Data excerpts:
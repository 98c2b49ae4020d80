/*!
 * Structured Tracing
 * Subscriber setup and span helpers for scheduler threads
 *
 * Features:
 * - `EnvFilter` driven by RUST_LOG
 * - JSON-formatted logs for structured parsing
 * - Thread names in every event (workers and runners are named threads)
 */

use std::time::Instant;
use tracing::{debug, info, span, Level, Span};
use tracing_subscriber::{fmt::format::FmtSpan, layer::SubscriberExt, util::SubscriberInitExt, EnvFilter};

/// Environment variable enabling JSON output
pub const TRACE_JSON_ENV: &str = "COTHREAD_TRACE_JSON";

/// Initialize structured tracing
///
/// Environment variables:
/// - RUST_LOG: Set log level (default: info)
/// - COTHREAD_TRACE_JSON: Enable JSON output (default: false)
///
/// Returns false if a global subscriber was already installed; calling this
/// more than once is harmless.
pub fn init_tracing() -> bool {
    let env_filter = EnvFilter::try_from_default_env().unwrap_or_else(|_| EnvFilter::new("info"));

    let use_json = std::env::var(TRACE_JSON_ENV)
        .map(|v| v == "1" || v == "true")
        .unwrap_or(false);

    let registry = tracing_subscriber::registry().with(env_filter);

    let installed = if use_json {
        registry
            .with(
                tracing_subscriber::fmt::layer()
                    .json()
                    .with_target(true)
                    .with_thread_ids(true)
                    .with_thread_names(true)
                    .with_current_span(true)
                    .with_span_list(true)
                    .with_span_events(FmtSpan::CLOSE),
            )
            .try_init()
            .is_ok()
    } else {
        registry
            .with(
                tracing_subscriber::fmt::layer()
                    .with_target(true)
                    .with_thread_names(true)
                    .with_line_number(true)
                    .with_span_events(FmtSpan::CLOSE)
                    .compact(),
            )
            .try_init()
            .is_ok()
    };

    if installed {
        info!(json = use_json, "Structured tracing initialized");
    }
    installed
}

/// Span timing one scheduler operation (a shutdown, a drain, a batch of submits)
pub struct OperationSpan {
    span: Span,
    start: Instant,
}

impl OperationSpan {
    pub fn new(operation: &'static str) -> Self {
        let span = span!(
            Level::DEBUG,
            "operation",
            operation,
            duration_us = tracing::field::Empty
        );
        Self {
            span,
            start: Instant::now(),
        }
    }

    pub fn span(&self) -> &Span {
        &self.span
    }

    /// Record elapsed time and close the span
    pub fn finish(self) {
        let elapsed = self.start.elapsed().as_micros() as u64;
        self.span.record("duration_us", elapsed);
        let _entered = self.span.enter();
        debug!(duration_us = elapsed, "operation finished");
    }
}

Exercise: The whole of the material above should be given again exactly.

Exercise response:
repository 98c2b49ae4020d80
/*!
 * Structured Tracing
 * Subscriber setup and span helpers for scheduler threads
 *
 * Features:
 * - `EnvFilter` driven by RUST_LOG
 * - JSON-formatted logs for structured parsing
 * - Thread names in every event (workers and runners are named threads)
 */

use std::time::Instant;
use tracing::{debug, info, span, Level, Span};
use tracing_subscriber::{fmt::format::FmtSpan, layer::SubscriberExt, util::SubscriberInitExt, EnvFilter};

/// Environment variable enabling JSON output
pub const TRACE_JSON_ENV: &str = "COTHREAD_TRACE_JSON";

/// Initialize structured tracing
///
/// Environment variables:
/// - RUST_LOG: Set log level (default: info)
/// - COTHREAD_TRACE_JSON: Enable JSON output (default: false)
///
/// Returns false if a global subscriber was already installed; calling this
/// more than once is harmless.
pub fn init_tracing() -> bool {
    let env_filter = EnvFilter::try_from_default_env().unwrap_or_else(|_| EnvFilter::new("info"));

    let use_json = std::env::var(TRACE_JSON_ENV)
        .map(|v| v == "1" || v == "true")
        .unwrap_or(false);

    let registry = tracing_subscriber::registry().with(env_filter);

    let installed = if use_json {
        registry
            .with(
                tracing_subscriber::fmt::layer()
                    .json()
                    .with_target(true)
                    .with_thread_ids(true)
                    .with_thread_names(true)
                    .with_current_span(true)
                    .with_span_list(true)
                    .with_span_events(FmtSpan::CLOSE),
            )
            .try_init()
            .is_ok()
    } else {
        registry
            .with(
                tracing_subscriber::fmt::layer()
                    .with_target(true)
                    .with_thread_names(true)
                    .with_line_number(true)
                    .with_span_events(FmtSpan::CLOSE)
                    .compact(),
            )
            .try_init()
            .is_ok()
    };

    if installed {
        info!(json = use_json, "Structured tracing initialized");
    }
    installed
}

/// Span timing one scheduler operation (a shutdown, a drain, a batch of submits)
pub struct OperationSpan {
    span: Span,
    start: Instant,
}

impl OperationSpan {
    pub fn new(operation: &'static str) -> Self {
        let span = span!(
            Level::DEBUG,
            "operation",
            operation,
            duration_us = tracing::field::Empty
        );
        Self {
            span,
            start: Instant::now(),
        }
    }

    pub fn span(&self) -> &Span {
        &self.span
    }

    /// Record elapsed time and close the span
    pub fn finish(self) {
        let elapsed = self.start.elapsed().as_micros() as u64;
        self.span.record("duration_us", elapsed);
        let _entered = self.span.enter();
        debug!(duration_us = elapsed, "operation finished");
    }
}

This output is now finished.